05:49Et en fait, c'est des gens qui vont s'effondrer
05:51au premier effet secondaire, à la première difficulté.
05:55Et au contraire, vous avez des patients, des hommes, des femmes,
05:58qui ont l'air d'être comme ça, complètement passifs,
06:02malmenés par la vie, et qui vont trouver une résilience et une force.
06:05Donc en fait, quand vous rentrez dans cette relation unique, singulière,
06:09à chaque fois, pour chaque nouveau malade,
06:11il faut faire le blanc dans sa tête
06:13et capter vraiment le patient
06:16et non pas se faire des idées sur le patient.

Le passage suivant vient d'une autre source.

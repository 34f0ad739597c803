//! Bridge configuration.
//!
//! The allowlist is supplied once at process start and never reloaded.
//! Supports JSON and TOML files based on extension; a missing file yields
//! the default configuration.

use std::fs;
use std::path::Path;

use serde::{Deserialize, Serialize};
use thiserror::Error;

use crate::allowlist::Allowlist;

/// Domains reachable with the default configuration.
pub const DEFAULT_ALLOWED_DOMAINS: [&str; 5] =
    ["apex-demo.hvs", "*.hvs", "localhost", "127.0.0.1", "*.local"];

/// Configuration loading failures.
#[derive(Debug, Error)]
pub enum ConfigError {
    #[error("Failed to read config file '{path}': {source}")]
    Read {
        path: String,
        source: std::io::Error,
    },
    #[error("Failed to parse JSON config '{path}': {source}")]
    ParseJson {
        path: String,
        source: serde_json::Error,
    },
    #[error("Failed to parse TOML config '{path}': {source}")]
    ParseToml {
        path: String,
        source: toml::de::Error,
    },
}

/// Static bridge configuration.
#[derive(Debug, Clone, Serialize, Deserialize)]
#[serde(default)]
pub struct BridgeConfig {
    /// Hostname patterns admitted by the allowlist (exact or `*`/`?` glob).
    pub allowed_domains: Vec<String>,
}

impl Default for BridgeConfig {
    fn default() -> Self {
        Self {
            allowed_domains: DEFAULT_ALLOWED_DOMAINS
                .iter()
                .map(|s| s.to_string())
                .collect(),
        }
    }
}

impl BridgeConfig {
    /// Load configuration from a file, chosen by extension (`.toml` is TOML,
    /// anything else JSON). Returns the default config if the file does not
    /// exist.
    pub fn load_from_file(path: &Path) -> Result<Self, ConfigError> {
        if !path.exists() {
            return Ok(Self::default());
        }

        let content = fs::read_to_string(path).map_err(|e| ConfigError::Read {
            path: path.display().to_string(),
            source: e,
        })?;

        match path.extension().and_then(|s| s.to_str()) {
            Some("toml") => toml::from_str(&content).map_err(|e| ConfigError::ParseToml {
                path: path.display().to_string(),
                source: e,
            }),
            _ => serde_json::from_str(&content).map_err(|e| ConfigError::ParseJson {
                path: path.display().to_string(),
                source: e,
            }),
        }
    }

    /// Compile the configured domains into an [`Allowlist`].
    pub fn allowlist(&self) -> Allowlist {
        Allowlist::from_patterns(&self.allowed_domains)
    }
}

#[cfg(test)]
mod tests {
    use super::*;
    use tempfile::TempDir;

    #[test]
    fn test_load_from_json_file() {
        let temp_dir = TempDir::new().unwrap();
        let config_path = temp_dir.path().join("bridge.json");
        fs::write(
            &config_path,
            r#"{"allowed_domains": ["api.internal", "*.corp"]}"#,
        )
        .unwrap();

        let config = BridgeConfig::load_from_file(&config_path).unwrap();
        assert_eq!(config.allowed_domains, vec!["api.internal", "*.corp"]);
    }

    #[test]
    fn test_load_from_toml_file() {
        let temp_dir = TempDir::new().unwrap();
        let config_path = temp_dir.path().join("bridge.toml");
        fs::write(&config_path, r#"allowed_domains = ["localhost"]"#).unwrap();

        let config = BridgeConfig::load_from_file(&config_path).unwrap();
        assert_eq!(config.allowed_domains, vec!["localhost"]);
    }

    #[test]
    fn test_load_from_nonexistent_file_yields_defaults() {
        let config =
            BridgeConfig::load_from_file(Path::new("/nonexistent/bridge.json")).unwrap();
        assert!(config.allowed_domains.iter().any(|d| d == "*.hvs"));
        assert_eq!(config.allowed_domains.len(), DEFAULT_ALLOWED_DOMAINS.len());
    }

    #[test]
    fn test_load_from_invalid_json() {
        let temp_dir = TempDir::new().unwrap();
        let config_path = temp_dir.path().join("invalid.json");
        fs::write(&config_path, "{ invalid json }").unwrap();

        let result = BridgeConfig::load_from_file(&config_path);
        assert!(matches!(result, Err(ConfigError::ParseJson { .. })));
    }

    #[test]
    fn test_empty_json_object_uses_default_domains() {
        let temp_dir = TempDir::new().unwrap();
        let config_path = temp_dir.path().join("empty.json");
        fs::write(&config_path, "{}").unwrap();

        let config = BridgeConfig::load_from_file(&config_path).unwrap();
        assert_eq!(config.allowed_domains.len(), DEFAULT_ALLOWED_DOMAINS.len());
    }

    #[test]
    fn test_allowlist_compilation() {
        let config = BridgeConfig::default();
        let allowlist = config.allowlist();
        assert!(allowlist.permits("localhost"));
        assert!(allowlist.permits("api.hvs"));
        assert!(!allowlist.permits("example.com"));
    }
}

06:17Par contre, vous parlez de la psychologie.
06:19S'il existe un traitement qui peut guérir ou mettre en rémission un malade,
06:23il faut encore que le patient, qui veuille le recevoir,
06:27soit capable d'endurer les conséquences de ce traitement.
06:30Et ça, c'est pour ça qu'on parle avec des termes de guerre.

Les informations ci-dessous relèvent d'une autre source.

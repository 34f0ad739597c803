//! Response content classification.
//!
//! Coarse classification of a response body into JSON, text, or binary,
//! driving how the body is represented in the final outcome. The header is
//! trusted first; only when it gives no hint is the body sniffed.

use serde::{Deserialize, Serialize};

/// Coarse kind of a response body.
#[derive(Debug, Clone, Copy, PartialEq, Eq, Serialize, Deserialize)]
#[serde(rename_all = "lowercase")]
pub enum ContentKind {
    Json,
    Text,
    Binary,
}

impl ContentKind {
    /// Classify a body from its `Content-Type` header and raw bytes.
    ///
    /// Decision order: a content type containing `json` wins regardless of
    /// the body; `text`, `xml`, or `html` classify as text; otherwise a body
    /// that decodes as UTF-8 is text and anything else is binary. Total
    /// function: classification never fails and never parses JSON.
    pub fn classify(content_type: Option<&str>, body: &[u8]) -> Self {
        let content_type = content_type.unwrap_or("").to_lowercase();

        if content_type.contains("json") {
            return Self::Json;
        }
        if content_type.contains("text")
            || content_type.contains("xml")
            || content_type.contains("html")
        {
            return Self::Text;
        }

        if std::str::from_utf8(body).is_ok() {
            Self::Text
        } else {
            Self::Binary
        }
    }

    /// Serialized name (`json`, `text`, `binary`).
    pub fn as_str(&self) -> &'static str {
        match self {
            Self::Json => "json",
            Self::Text => "text",
            Self::Binary => "binary",
        }
    }
}

impl std::fmt::Display for ContentKind {
    fn fmt(&self, f: &mut std::fmt::Formatter<'_>) -> std::fmt::Result {
        f.write_str(self.as_str())
    }
}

06:34On parle de la guerre contre le cancer, etc.
06:37Donc, ça, c'est la relation humaine entre le malade et le médecin,
06:42les psychologues autour, toute l'équipe, les infirmières.
06:44Le médecin, il passe quoi ?
06:4620 minutes tous les deux mois avec un malade.

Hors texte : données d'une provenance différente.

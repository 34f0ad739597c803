//! Request dispatch and the stdio serve loop.
//!
//! One `fetch` tool over newline-delimited JSON-RPC. Pipeline failures are
//! delivered inside the tool result with `isError` set; they are normal
//! JSON-RPC responses, never RPC-level errors. RPC errors are reserved for
//! protocol faults (unknown method, unknown tool, unparseable message).

use bridge_core::{
    BridgeConfig, FetchError, FetchOutcome, FetchParams, FetchResult, HttpBridge, HttpMethod,
};
use serde::Deserialize;
use serde_json::{json, Value};
use tokio::io::{AsyncBufRead, AsyncBufReadExt, AsyncWrite, AsyncWriteExt};
use tracing::{debug, info, warn};

use crate::protocol::{
    methods, InitializeResult, McpCapabilities, McpContent, McpMessage, McpNotification,
    McpRequest, McpResponse, McpRpcError, McpServerInfo, McpTool, McpToolResult, RequestId,
    ToolCapabilities, MCP_PROTOCOL_VERSION,
};

/// Server name reported during initialization.
pub const SERVER_NAME: &str = "http-bridge";

/// Name of the single exposed tool.
pub const FETCH_TOOL: &str = "fetch";

/// MCP server over one [`HttpBridge`].
pub struct BridgeServer {
    bridge: HttpBridge,
}

impl BridgeServer {
    pub fn new(bridge: HttpBridge) -> Self {
        Self { bridge }
    }

    /// Build the server straight from static configuration.
    pub fn from_config(config: &BridgeConfig) -> FetchResult<Self> {
        Ok(Self::new(HttpBridge::new(config)?))
    }

    /// The `fetch` tool definition with its parameter schema.
    pub fn fetch_tool() -> McpTool {
        McpTool::new(FETCH_TOOL)
            .with_description(
                "Make an HTTP request to a URL on the local network. \
                 Only domains in the allowlist can be accessed.",
            )
            .with_input_schema(json!({
                "type": "object",
                "properties": {
                    "url": {
                        "type": "string",
                        "description": "Target URL (must match the domain allowlist)"
                    },
                    "method": {
                        "type": "string",
                        "description": "HTTP method",
                        "enum": HttpMethod::NAMES,
                        "default": "GET"
                    },
                    "headers": {
                        "type": "object",
                        "description": "Extra request headers",
                        "additionalProperties": {"type": "string"}
                    },
                    "body": {
                        "type": "string",
                        "description": "Request body, sent as UTF-8"
                    },
                    "verify_tls": {
                        "type": "boolean",
                        "description": "Verify TLS certificates (disable for self-signed certs)",
                        "default": true
                    },
                    "timeout_secs": {
                        "type": "number",
                        "description": "Request timeout in seconds (max: 300)",
                        "default": 30.0
                    },
                    "follow_redirects": {
                        "type": "boolean",
                        "description": "Follow HTTP redirects",
                        "default": true
                    }
                },
                "required": ["url"]
            }))
    }

    /// Serve newline-delimited JSON-RPC until the reader closes.
    pub async fn serve<R, W>(&self, reader: R, mut writer: W) -> std::io::Result<()>
    where
        R: AsyncBufRead + Unpin,
        W: AsyncWrite + Unpin,
    {
        let mut lines = reader.lines();
        while let Some(line) = lines.next_line().await? {
            let line = line.trim();
            if line.is_empty() {
                continue;
            }
            if let Some(response) = self.handle_line(line).await {
                let json = serde_json::to_string(&response).map_err(std::io::Error::other)?;
                writer.write_all(json.as_bytes()).await?;
                writer.write_all(b"\n").await?;
                writer.flush().await?;
            }
        }
        info!("Input closed, shutting down");
        Ok(())
    }

    /// Handle one inbound line; `None` means nothing is written back.
    ///
    /// Unparseable input gets a parse error with a null id. Valid JSON that
    /// is not a JSON-RPC message gets an invalid-request error, echoing the
    /// id when one can be recovered from the payload.
    pub async fn handle_line(&self, line: &str) -> Option<McpResponse> {
        let value: Value = match serde_json::from_str(line) {
            Ok(value) => value,
            Err(e) => {
                warn!("Failed to parse message: {e}");
                return Some(McpResponse::error(RequestId::Null, McpRpcError::parse_error()));
            }
        };

        match McpMessage::deserialize(&value) {
            Ok(McpMessage::Request(request)) => Some(self.handle_request(request).await),
            Ok(McpMessage::Notification(notification)) => {
                self.handle_notification(&notification);
                None
            }
            Ok(McpMessage::Response(_)) => {
                warn!("Ignoring unexpected response message");
                None
            }
            Err(e) => {
                warn!("Not a JSON-RPC message: {e}");
                let id = value
                    .get("id")
                    .and_then(|id| RequestId::deserialize(id).ok())
                    .unwrap_or(RequestId::Null);
                Some(McpResponse::error(id, McpRpcError::invalid_request()))
            }
        }
    }

    /// Dispatch a request to its handler.
    pub async fn handle_request(&self, request: McpRequest) -> McpResponse {
        debug!("Handling {} (id {})", request.method, request.id);
        match request.method.as_str() {
            methods::INITIALIZE => self.handle_initialize(request.id, request.params),
            methods::PING => McpResponse::success(request.id, json!({})),
            methods::TOOLS_LIST => {
                McpResponse::success(request.id, json!({"tools": [Self::fetch_tool()]}))
            }
            methods::TOOLS_CALL => self.handle_tool_call(request.id, request.params).await,
            _ => {
                warn!("Unknown method: {}", request.method);
                McpResponse::error(request.id, McpRpcError::method_not_found())
            }
        }
    }

    fn handle_notification(&self, notification: &McpNotification) {
        if notification.method == methods::INITIALIZED {
            info!("Client initialization complete");
        } else {
            debug!("Ignoring notification: {}", notification.method);
        }
    }

    fn handle_initialize(&self, id: RequestId, params: Option<Value>) -> McpResponse {
        let client = params
            .as_ref()
            .and_then(|p| p.pointer("/clientInfo/name"))
            .and_then(Value::as_str)
            .unwrap_or("unknown");
        info!("Client connected: {client}");

        let result = InitializeResult {
            protocol_version: MCP_PROTOCOL_VERSION.to_string(),
            capabilities: McpCapabilities {
                tools: Some(ToolCapabilities::default()),
            },
            server_info: McpServerInfo {
                name: SERVER_NAME.to_string(),
                version: env!("CARGO_PKG_VERSION").to_string(),
            },
        };
        match serde_json::to_value(result) {
            Ok(value) => McpResponse::success(id, value),
            Err(e) => McpResponse::error(
                id,
                McpRpcError::internal_error().with_data(json!(e.to_string())),
            ),
        }
    }

    async fn handle_tool_call(&self, id: RequestId, params: Option<Value>) -> McpResponse {
        let params = params.unwrap_or(Value::Null);
        let tool = params.get("name").and_then(Value::as_str).unwrap_or_default();
        if tool != FETCH_TOOL {
            return McpResponse::error(
                id,
                McpRpcError::invalid_params().with_data(json!(format!("Unknown tool: {tool}"))),
            );
        }

        let arguments = params.get("arguments").cloned().unwrap_or_else(|| json!({}));
        let outcome = match serde_json::from_value::<FetchParams>(arguments) {
            Ok(fetch_params) => self.bridge.fetch(fetch_params).await,
            // Malformed arguments are a validation failure in the tool
            // envelope, not an RPC-level fault.
            Err(e) => FetchOutcome::from_error(&FetchError::InvalidParams(e.to_string())),
        };

        Self::outcome_response(id, &outcome)
    }

    fn outcome_response(id: RequestId, outcome: &FetchOutcome) -> McpResponse {
        let result = McpToolResult {
            content: vec![McpContent::text(outcome.to_json().to_string())],
            is_error: !outcome.is_success(),
        };
        match serde_json::to_value(result) {
            Ok(value) => McpResponse::success(id, value),
            Err(e) => McpResponse::error(
                id,
                McpRpcError::internal_error().with_data(json!(e.to_string())),
            ),
        }
    }
}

06:48Mais l'infirmière, c'est toutes les semaines ou tous les 15 jours,
06:50pendant une heure ou deux, quand elle fait la perfusion de chimio.
06:53Donc, toute l'équipe doit être solidaire dans l'idée de tenir à bout de bras
06:58les gens pour les faire traverser ce combat,
07:01ce voyage dans la guerre,
07:03qui peut peut-être les amener à guérir.
07:05Mais si vous n'avez pas ça,
07:07s'il n'y a pas la famille qui soutient,
07:08s'il n'y a pas d'empathie,
07:10si finalement vous êtes seul face à votre destinée,
07:13la plupart du temps, les gens s'effondrent en cours de route.
07:16C'est la limite de la vie.
07:17On ne peut pas comprendre si on n'est pas soi-même passé par cette expérience.
07:22L'expérience est intransmissible.
07:24Donc, comprendre la détresse de quelqu'un qui apprend qu'il a le cancer,
07:28comprendre les effets secondaires,
07:30comprendre les nausées,
07:32comprendre tout ce qui ne sont que des mots,
07:35pour nous qui sommes bien portants.
07:37Évidemment, c'est la limite de ces discussions,
07:42c'est que seuls ceux qui sont passés, bien sûr,
07:45par ces difficultés,
07:47peuvent savoir et comprendre
07:49ce qu'éprouve un homme et une femme qui est atteint d'un cancer.
07:54Je voulais vous remercier...
07:54Juste pour finir, juste une seconde,
07:56parce qu'il y a l'annonce,
07:58elle dure quelques minutes,
07:59mais après il y a la vie avec le cancer.
08:01Et je peux vous dire que cette cicatrice,
08:03elle prend beaucoup de temps pour disparaître.
08:06Elle laisse des traces.
08:07Et là aussi, les gens ont besoin encore d'être soutenus et d'être aidés.